Chapter 2 - Genetic Engineering for Metal and Metalloid Detoxification

Abstract

Release of heavy metals and metalloids from diverse anthropogenic activities causes a dramatic escalation and prolonged persistence of heavy metals and metalloids, reducing the productivity of an ecosystem while imposing health threats. Potential plant species have been identified for toxic metal and metalloid resistance. This is achieved either via hyperaccumulation or exclusion/avoidance of toxic metals and metalloids. Phytoremediation is a cost-effective and environmentally friendly in situ treatment technology where toxic metal and metalloid hyperaccumulating plants are used to cleanse the environment.
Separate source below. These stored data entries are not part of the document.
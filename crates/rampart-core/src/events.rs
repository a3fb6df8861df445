//! Events emitted by the simulation for sound and UI feedback.

use serde::{Deserialize, Serialize};

use crate::enums::*;
use crate::types::Position;

#[derive(Debug, Clone, PartialEq, Serialize, Deserialize)]
#[serde(tag = "type")]
pub enum GameEvent {
    /// A tower was built and paid for.
    TowerPlaced { kind: TowerKind, position: Position },
    /// A tower launched a projectile.
    ShotFired { kind: TowerKind },
    /// A projectile struck. `splash` marks area impacts.
    ProjectileImpact { position: Position, splash: bool },
    /// An enemy died and paid out.
    EnemyKilled { reward: i64 },
    /// An enemy walked off the end of the path.
    EnemyLeaked { lives_remaining: i64 },
    /// A wave began spawning.
    WaveStarted { wave: u32, enemy_count: u32 },
    /// All enemies of a wave were spawned and are gone.
    WaveCompleted { wave: u32 },
    /// Lives dropped to zero for the first time.
    LivesDepleted,
}
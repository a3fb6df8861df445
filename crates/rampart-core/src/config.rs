//! Runtime game configuration.
//!
//! [`GameConfig`] mirrors the defaults in [`crate::constants`]. A TOML file
//! can override any subset of fields; missing keys keep their defaults:
//!
//! ```toml
//! starting_money = 250
//! end_on_defeat = true
//!
//! [tower_costs]
//! sniper = 120
//! ```

use std::path::Path;

use serde::{Deserialize, Serialize};

use crate::constants::*;
use crate::enums::TowerKind;
use crate::error::ConfigError;
use crate::types::Position;

#[derive(Debug, Clone, PartialEq, Serialize, Deserialize)]
#[serde(default)]
pub struct GameConfig {
    pub starting_money: i64,
    pub starting_lives: i64,
    pub field_width: f64,
    pub field_height: f64,
    /// Waypoints every enemy walks, first to last.
    pub path: Vec<Position>,
    pub spawn_interval_ms: f64,
    pub tower_costs: TowerCosts,
    /// Stop the simulation once lives run out. Off by default: the game
    /// keeps running with zero or negative lives.
    pub end_on_defeat: bool,
}

/// Purchase price per tower kind.
#[derive(Debug, Clone, Copy, PartialEq, Eq, Serialize, Deserialize)]
#[serde(default)]
pub struct TowerCosts {
    pub basic: i64,
    pub sniper: i64,
    pub splash: i64,
}

impl Default for TowerCosts {
    fn default() -> Self {
        Self {
            basic: BASIC_TOWER_COST,
            sniper: SNIPER_TOWER_COST,
            splash: SPLASH_TOWER_COST,
        }
    }
}

impl TowerCosts {
    pub fn cost(&self, kind: TowerKind) -> i64 {
        match kind {
            TowerKind::Basic => self.basic,
            TowerKind::Sniper => self.sniper,
            TowerKind::Splash => self.splash,
        }
    }
}

impl Default for GameConfig {
    fn default() -> Self {
        Self {
            starting_money: STARTING_MONEY,
            starting_lives: STARTING_LIVES,
            field_width: FIELD_WIDTH,
            field_height: FIELD_HEIGHT,
            path: default_path(),
            spawn_interval_ms: SPAWN_INTERVAL_MS,
            tower_costs: TowerCosts::default(),
            end_on_defeat: false,
        }
    }
}

/// The stock S-bend across the 800x600 field.
pub fn default_path() -> Vec<Position> {
    vec![
        Position::new(0.0, 100.0),
        Position::new(200.0, 100.0),
        Position::new(200.0, 300.0),
        Position::new(600.0, 300.0),
        Position::new(600.0, 100.0),
        Position::new(800.0, 100.0),
    ]
}

impl GameConfig {
    /// Parse and validate a TOML document.
    pub fn from_toml_str(contents: &str) -> Result<Self, ConfigError> {
        let config: GameConfig = toml::from_str(contents)?;
        config.validate()?;
        Ok(config)
    }

    /// Read, parse and validate a TOML file.
    pub fn load(path: impl AsRef<Path>) -> Result<Self, ConfigError> {
        let path = path.as_ref();
        let contents = std::fs::read_to_string(path).map_err(|source| ConfigError::Read {
            path: path.to_path_buf(),
            source,
        })?;
        Self::from_toml_str(&contents)
    }

    pub fn validate(&self) -> Result<(), ConfigError> {
        if self.path.len() < 2 {
            return Err(ConfigError::PathTooShort(self.path.len()));
        }
        for (name, value) in [
            ("field_width", self.field_width),
            ("field_height", self.field_height),
            ("spawn_interval_ms", self.spawn_interval_ms),
        ] {
            if !(value > 0.0) {
                return Err(ConfigError::NonPositive { name, value });
            }
        }
        Ok(())
    }
}

#[cfg(test)]
mod tests {
    use super::*;

    #[test]
    fn empty_toml_yields_defaults() {
        let config = GameConfig::from_toml_str("").unwrap();
        assert_eq!(config, GameConfig::default());
        assert_eq!(config.path.len(), 6);
        assert_eq!(config.starting_money, 100);
        assert_eq!(config.starting_lives, 20);
    }

    #[test]
    fn partial_override_keeps_other_defaults() {
        let config = GameConfig::from_toml_str(
            r#"
            starting_money = 250
            end_on_defeat = true

            [tower_costs]
            sniper = 120
            "#,
        )
        .unwrap();
        assert_eq!(config.starting_money, 250);
        assert!(config.end_on_defeat);
        assert_eq!(config.tower_costs.cost(TowerKind::Sniper), 120);
        assert_eq!(config.tower_costs.cost(TowerKind::Basic), BASIC_TOWER_COST);
        assert_eq!(config.field_width, FIELD_WIDTH);
    }

    #[test]
    fn custom_path_is_parsed() {
        let config = GameConfig::from_toml_str(
            r#"
            path = [{ x = 0.0, y = 0.0 }, { x = 50.0, y = 0.0 }]
            "#,
        )
        .unwrap();
        assert_eq!(config.path, vec![Position::new(0.0, 0.0), Position::new(50.0, 0.0)]);
    }

    #[test]
    fn single_waypoint_path_is_rejected() {
        let err = GameConfig::from_toml_str("path = [{ x = 0.0, y = 0.0 }]").unwrap_err();
        assert!(matches!(err, ConfigError::PathTooShort(1)));
    }

    #[test]
    fn zero_spawn_interval_is_rejected() {
        let err = GameConfig::from_toml_str("spawn_interval_ms = 0.0").unwrap_err();
        assert!(matches!(
            err,
            ConfigError::NonPositive {
                name: "spawn_interval_ms",
                ..
            }
        ));
    }

    #[test]
    fn malformed_toml_is_a_parse_error() {
        let err = GameConfig::from_toml_str("starting_money = \"lots\"").unwrap_err();
        assert!(matches!(err, ConfigError::Parse(_)));
    }

    #[test]
    fn missing_file_reports_path() {
        let err = GameConfig::load("/definitely/not/here.toml").unwrap_err();
        match err {
            ConfigError::Read { path, .. } => {
                assert!(path.ends_with("here.toml"));
            }
            other => panic!("unexpected error: {other}"),
        }
    }
}
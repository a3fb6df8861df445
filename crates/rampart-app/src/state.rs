//! Host state shared between the stdio bridge and the game loop thread.

use std::sync::mpsc;
use std::sync::{Arc, Mutex};
use std::thread::JoinHandle;

use rampart_core::commands::PlayerCommand;
use rampart_core::state::GameStateSnapshot;

/// Messages from the bridge to the game loop thread.
#[derive(Debug)]
pub enum GameLoopCommand {
    /// Forwarded to the engine's command queue.
    PlayerCommand(PlayerCommand),
    /// Stop the loop after the current tick.
    Shutdown,
}

pub type SharedSnapshot = Arc<Mutex<Option<GameStateSnapshot>>>;

/// Everything the bridge needs to talk to a running game loop.
///
/// `Sender` is not `Sync`, so it lives behind a `Mutex` like the rest.
#[derive(Default)]
pub struct AppState {
    /// `None` until the loop is started.
    pub command_tx: Mutex<Option<mpsc::Sender<GameLoopCommand>>>,
    /// Written by the loop after every tick, read by `latest_snapshot`.
    pub latest_snapshot: SharedSnapshot,
    pub loop_thread: Mutex<Option<JoinHandle<()>>>,
}

impl AppState {
    pub fn new() -> Self {
        Self::default()
    }

    /// True while a loop has been started and its thread has not exited.
    pub fn is_running(&self) -> bool {
        self.loop_thread
            .lock()
            .map(|thread| thread.as_ref().is_some_and(|t| !t.is_finished()))
            .unwrap_or(false)
    }
}
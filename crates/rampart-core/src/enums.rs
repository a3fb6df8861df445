//! Enumeration types used throughout the simulation.

use serde::{Deserialize, Serialize};

/// Tower variant. Determines the fixed combat stats in [`crate::towers`].
#[derive(Debug, Clone, Copy, Default, PartialEq, Eq, Hash, Serialize, Deserialize)]
pub enum TowerKind {
    /// Medium range, medium rate, single target.
    #[default]
    Basic,
    /// Long range, slow, hard hitting.
    Sniper,
    /// Short range, area damage with distance falloff.
    Splash,
}

impl TowerKind {
    /// All tower kinds in shop order.
    pub const ALL: [TowerKind; 3] = [TowerKind::Basic, TowerKind::Sniper, TowerKind::Splash];

    /// Tower kind bound to a numeric shortcut key (1-based).
    pub fn from_slot(slot: u8) -> Option<TowerKind> {
        match slot {
            1..=3 => Some(Self::ALL[usize::from(slot - 1)]),
            _ => None,
        }
    }
}

/// Game phase (top-level state).
#[derive(Debug, Clone, Copy, Default, PartialEq, Eq, Serialize, Deserialize)]
pub enum GamePhase {
    /// Simulation running.
    #[default]
    Active,
    /// Simulation frozen; commands still accepted.
    Paused,
    /// Lives ran out and the session is configured to end on defeat.
    Defeat,
}

/// Outcome of a projectile's collision check for one tick.
#[derive(Debug, Clone, Copy, PartialEq, Eq, Serialize, Deserialize)]
pub enum CollisionOutcome {
    /// Still in flight (possibly just retargeted).
    InFlight,
    /// Damage applied; the projectile is spent.
    Hit,
    /// Target lost and no live enemy to chase.
    Expired,
}
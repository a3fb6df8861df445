//! Player economy: money, lives, score and the wave counter.
//!
//! Stored in `SimulationEngine`, NOT as ECS entities.

use rampart_core::config::GameConfig;
use rampart_core::state::HudView;

#[derive(Debug, Clone, PartialEq)]
pub struct Economy {
    pub money: i64,
    /// May reach zero or below; see `GameConfig::end_on_defeat`.
    pub lives: i64,
    pub score: i64,
    /// Number of the next wave to start (or the one running).
    pub wave: u32,
}

impl Economy {
    pub fn new(config: &GameConfig) -> Self {
        Self {
            money: config.starting_money,
            lives: config.starting_lives,
            score: 0,
            wave: 1,
        }
    }

    pub fn can_afford(&self, cost: i64) -> bool {
        self.money >= cost
    }

    /// Deduct `cost` if affordable. Returns whether the purchase went through.
    pub fn spend(&mut self, cost: i64) -> bool {
        if !self.can_afford(cost) {
            return false;
        }
        self.money -= cost;
        true
    }

    /// Pay out a kill: the reward counts toward both money and score.
    pub fn award_kill(&mut self, reward: i64) {
        self.money += reward;
        self.score += reward;
    }

    pub fn lose_life(&mut self) {
        self.lives -= 1;
    }

    pub fn hud(&self, wave_in_progress: bool) -> HudView {
        HudView {
            money: self.money,
            lives: self.lives,
            wave: self.wave,
            score: self.score,
            wave_in_progress,
        }
    }
}
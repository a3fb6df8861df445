//! Core types and definitions for the RAMPART tower-defense simulation.
//!
//! This crate defines the vocabulary shared across all other crates:
//! components, commands, state snapshots, events, constants and
//! configuration. It has no dependency on the ECS or any runtime host.

pub mod commands;
pub mod components;
pub mod config;
pub mod constants;
pub mod enums;
pub mod error;
pub mod events;
pub mod state;
pub mod towers;
pub mod types;

#[cfg(test)]
mod tests;
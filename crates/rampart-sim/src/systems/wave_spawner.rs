//! Wave spawning system. Releases a wave's enemies one per interval.
//!
//! The spawner is plain state polled each tick: a pending count plus the
//! deadline of the next spawn. There is no independent timer.

use hecs::World;

use rampart_core::constants::ENEMIES_PER_WAVE;
use rampart_core::types::Position;

use crate::world_setup;

#[derive(Debug, Clone, Default, PartialEq)]
pub struct WaveSpawner {
    /// Wave number the pending enemies are scaled for.
    pub wave: u32,
    /// Enemies still to spawn.
    pub remaining: u32,
    /// Simulation time (ms) at which the next enemy appears.
    pub next_spawn_at_ms: f64,
    pub interval_ms: f64,
}

/// Enemies spawned over the course of wave `wave`.
pub fn enemy_count_for_wave(wave: u32) -> u32 {
    ENEMIES_PER_WAVE * wave
}

impl WaveSpawner {
    /// Arm the spawner for `wave`. The first enemy appears one interval after `now_ms`.
    pub fn start(&mut self, wave: u32, now_ms: f64, interval_ms: f64) {
        self.wave = wave;
        self.remaining = enemy_count_for_wave(wave);
        self.interval_ms = interval_ms;
        self.next_spawn_at_ms = now_ms + interval_ms;
    }

    /// Whether any enemies are still queued.
    pub fn is_pending(&self) -> bool {
        self.remaining > 0
    }
}

/// Spawn every enemy whose deadline has passed. Returns how many were spawned.
pub fn run(
    world: &mut World,
    spawner: &mut WaveSpawner,
    spawn_point: Position,
    next_seq: &mut u64,
    now_ms: f64,
) -> u32 {
    let mut spawned = 0;
    while spawner.remaining > 0 && now_ms >= spawner.next_spawn_at_ms {
        world_setup::spawn_enemy(world, next_seq, spawn_point, spawner.wave);
        spawner.remaining -= 1;
        spawner.next_spawn_at_ms += spawner.interval_ms;
        spawned += 1;
    }
    spawned
}
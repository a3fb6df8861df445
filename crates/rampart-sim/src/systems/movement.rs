//! Enemy path-following system.
//!
//! Moves every enemy a fixed distance per tick along the waypoint path.

use hecs::World;

use rampart_core::components::{Enemy, PathProgress};
use rampart_core::types::{Position, Velocity};

/// Advance one enemy by `speed` toward its next waypoint.
///
/// When the waypoint is closer than one step the enemy snaps onto it and the
/// path index advances; the leftover distance is not carried over. Once the
/// enemy stands on the last waypoint, the following call marks `reached_end`.
pub fn advance_along_path(
    position: &mut Position,
    progress: &mut PathProgress,
    speed: f64,
    path: &[Position],
) {
    if progress.path_index + 1 >= path.len() {
        progress.reached_end = true;
        return;
    }

    let waypoint = path[progress.path_index + 1];
    let distance = position.distance_to(&waypoint);
    if distance < speed {
        *position = waypoint;
        progress.path_index += 1;
    } else {
        *position = position.advanced_by(&Velocity::toward(position, &waypoint, speed));
    }
}

/// Run path movement for all enemies.
pub fn run(world: &mut World, path: &[Position]) {
    for (_entity, (pos, progress, enemy)) in
        world.query_mut::<(&mut Position, &mut PathProgress, &Enemy)>()
    {
        if progress.reached_end {
            continue;
        }
        advance_along_path(pos, progress, enemy.speed, path);
    }
}
//! Simulation engine for RAMPART.
//!
//! Owns the hecs ECS world, runs systems at a fixed tick rate,
//! and produces GameStateSnapshots for the host.

pub mod economy;
pub mod engine;
pub mod systems;
pub mod target;
pub mod world_setup;

pub use engine::SimulationEngine;
pub use rampart_core as core;
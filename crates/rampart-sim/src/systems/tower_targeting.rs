//! Tower targeting and firing system.
//!
//! Each tower picks the closest live enemy inside its range, turns toward
//! it, and fires if its reload window has elapsed.

use hecs::{Entity, World};

use rampart_core::components::{Sequence, Tower};
use rampart_core::constants::TOWER_ROTATION_SMOOTHING;
use rampart_core::events::GameEvent;
use rampart_core::types::Position;

use crate::target::{enemies_in_order, EnemySighting};
use crate::world_setup;

/// Select the closest enemy with positive health strictly inside `tower.range`.
///
/// The range is the starting "best distance", so an enemy exactly at range
/// is never chosen. Equal distances keep the first enemy in `enemies` order.
/// On a hit the tower's rotation eases toward the target.
pub fn acquire_target(
    tower_position: &Position,
    tower: &mut Tower,
    enemies: &[EnemySighting],
) -> Option<EnemySighting> {
    let mut target: Option<EnemySighting> = None;
    let mut closest = tower.range;
    for enemy in enemies {
        if enemy.health <= 0.0 {
            continue;
        }
        let distance = tower_position.distance_to(&enemy.position);
        if distance < closest {
            closest = distance;
            target = Some(*enemy);
        }
    }

    if let Some(enemy) = &target {
        let target_angle = tower_position.angle_to(&enemy.position);
        tower.rotation += (target_angle - tower.rotation) * TOWER_ROTATION_SMOOTHING;
    }
    target
}

/// Consume the reload window if it has elapsed. Returns whether the tower fires.
///
/// Reload is counted in ticks so a tower fires exactly every `reload_ticks`
/// while it has a target.
pub fn try_fire(tower: &mut Tower, now_tick: u64) -> bool {
    let ready = match tower.last_shot_tick {
        Some(last) => now_tick.saturating_sub(last) >= tower.reload_ticks,
        None => true,
    };
    if ready {
        tower.last_shot_tick = Some(now_tick);
    }
    ready
}

/// A projectile a tower asked for this tick.
struct ShotRequest {
    origin: Position,
    target: EnemySighting,
    damage: f64,
    splash_radius: Option<f64>,
}

/// Run targeting and firing for every tower, in build order.
pub fn run(world: &mut World, next_seq: &mut u64, now_tick: u64, events: &mut Vec<GameEvent>) {
    let enemies = enemies_in_order(world);

    let mut towers: Vec<(Sequence, Entity)> = world
        .query::<(&Sequence, &Tower)>()
        .iter()
        .map(|(entity, (seq, _))| (*seq, entity))
        .collect();
    towers.sort_by_key(|(seq, _)| *seq);

    let mut shots: Vec<ShotRequest> = Vec::new();
    for (_seq, entity) in towers {
        let Ok(mut query) = world.query_one::<(&Position, &mut Tower)>(entity) else {
            continue;
        };
        let Some((position, tower)) = query.get() else {
            continue;
        };

        let Some(target) = acquire_target(position, tower, &enemies) else {
            continue;
        };
        if try_fire(tower, now_tick) {
            events.push(GameEvent::ShotFired { kind: tower.kind });
            shots.push(ShotRequest {
                origin: *position,
                target,
                damage: tower.damage,
                splash_radius: tower.splash_radius,
            });
        }
    }

    for shot in shots {
        world_setup::spawn_projectile(
            world,
            next_seq,
            shot.origin,
            shot.target.entity,
            shot.target.position,
            shot.damage,
            shot.splash_radius,
        );
    }
}
impl fmt::Display for SchemaError {
    fn fmt(&self, f: &mut fmt::Formatter<'_>) -> fmt::Result {
        match self {
            SchemaError::Json(e) => write!(f, "Schema is not valid JSON: {}", e),
            SchemaError::MissingAttribute { attribute, path } => {
                write!(f, "Missing attribute '{}' at {}", attribute, path)
            }
            SchemaError::InvalidAttribute {
                attribute,
                expected,
                path,
            } => {
                write!(
                    f,
                    "Attribute '{}' at {} must be {}",
                    attribute, path, expected
                )
            }
            SchemaError::UnknownType { name, path } => {
                write!(f, "Unknown type '{}' at {}", name, path)
            }
            SchemaError::Unsupported { feature, path } => {
                write!(f, "Unsupported schema feature '{}' at {}", feature, path)
            }
            SchemaError::DuplicateSymbol { symbol, path } => {
                write!(f, "Duplicate enum symbol '{}' at {}", symbol, path)
            }
            SchemaError::DuplicateField { field, path } => {
                write!(f, "Duplicate record field '{}' at {}", field, path)
            }
            SchemaError::DuplicateName { name, path } => {
                write!(f, "Named type '{}' redefined at {}", name, path)
            }
            SchemaError::EmptyName { path } => write!(f, "Empty name at {}", path),
        }
    }
}
/// Full name of an optionally named type: `namespace.name`
///
/// A dotted name carries its own namespace; otherwise the `namespace`
/// attribute applies, falling back to the enclosing namespace.
fn full_name(
    obj: &Map<String, JsonValue>,
    enclosing: Option<&str>,
) -> Result<Option<String>, SchemaError> {
    let name = match obj.get("name") {
        None => return Ok(None),
        Some(JsonValue::String(name)) => name,
        Some(_) => {
            return Err(SchemaError::InvalidAttribute {
                attribute: "name",
                expected: "a string",
                path: Path::root(),
            })
        }
    };
    if name.is_empty() {
        return Err(SchemaError::EmptyName { path: Path::root() });
    }
    // references to a primitive name always resolve to the primitive
    let short_name = name.rsplit('.').next().unwrap_or(name);
    if SchemaKind::primitive(short_name).is_some() {
        return Err(SchemaError::InvalidAttribute {
            attribute: "name",
            expected: "a name other than a primitive type",
            path: Path::root(),
        });
    }
    if name.contains('.') {
        return Ok(Some(name.clone()));
    }

    let namespace = match obj.get("namespace") {
        None | Some(JsonValue::Null) => enclosing,
        Some(JsonValue::String(ns)) if ns.is_empty() => None,
        Some(JsonValue::String(ns)) => Some(ns.as_str()),
        Some(_) => {
            return Err(SchemaError::InvalidAttribute {
                attribute: "namespace",
                expected: "a string",
                path: Path::root(),
            })
        }
    };
    Ok(Some(match namespace {
        Some(ns) => format!("{}.{}", ns, name),
        None => name.clone(),
    }))
}
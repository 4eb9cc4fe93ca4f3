//! Schema-driven conversion between JSON text and the Avro binary encoding
//!
//! A schema is parsed once into a [`Schema`], from which a [`Shape`] is
//! derived that JSON input must conform to. A [`Codec`] bundles both and
//! converts in either direction:
//!
//! ```
//! let schema = r#"{"type": "map", "values": "int"}"#;
//! let bytes = avrojson_core::encode(schema, br#"{"abc": 123}"#).unwrap();
//! assert_eq!(bytes, vec![0x02, 0x06, b'a', b'b', b'c', 0xf6, 0x01, 0x00]);
//!
//! let json = avrojson_core::decode(schema, &bytes).unwrap();
//! assert_eq!(json, br#"{"abc":123}"#.to_vec());
//! ```

pub mod binary;
pub mod codec;
pub mod config;
pub mod data;
pub mod error;
pub mod schema;
pub mod shape;

pub use codec::{decode, encode, Codec};
pub use config::CodecConfig;
pub use data::{Field, Value};
pub use error::{DecodeError, EncodeError, Error, Path, Result, SchemaError, Segment, ShapeError};
pub use schema::{EnumSchema, RecordField, RecordSchema, Schema, SchemaKind};
pub use shape::{Shape, Slot};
Application of genetic engineering to modify plants for metal uptake, transport, and sequestration has enhanced the efficiency of phytoremediation, which is achieved by transformation of the genes of metal hyperaccumulating plants and microbes that are responsible for tolerance, accumulation, and detoxification of metals and metalloids in fast-growing plant species. As more genes related to metal metabolism are discovered, genome sequencing projects could lead to new opportunities to develop efficient transgenic plants for phytoremediation. This chapter discusses the potential of genetic engineering as a strategy to improve the phytoremediation capacity of plants in the context of heavy metals and metalloid detoxification.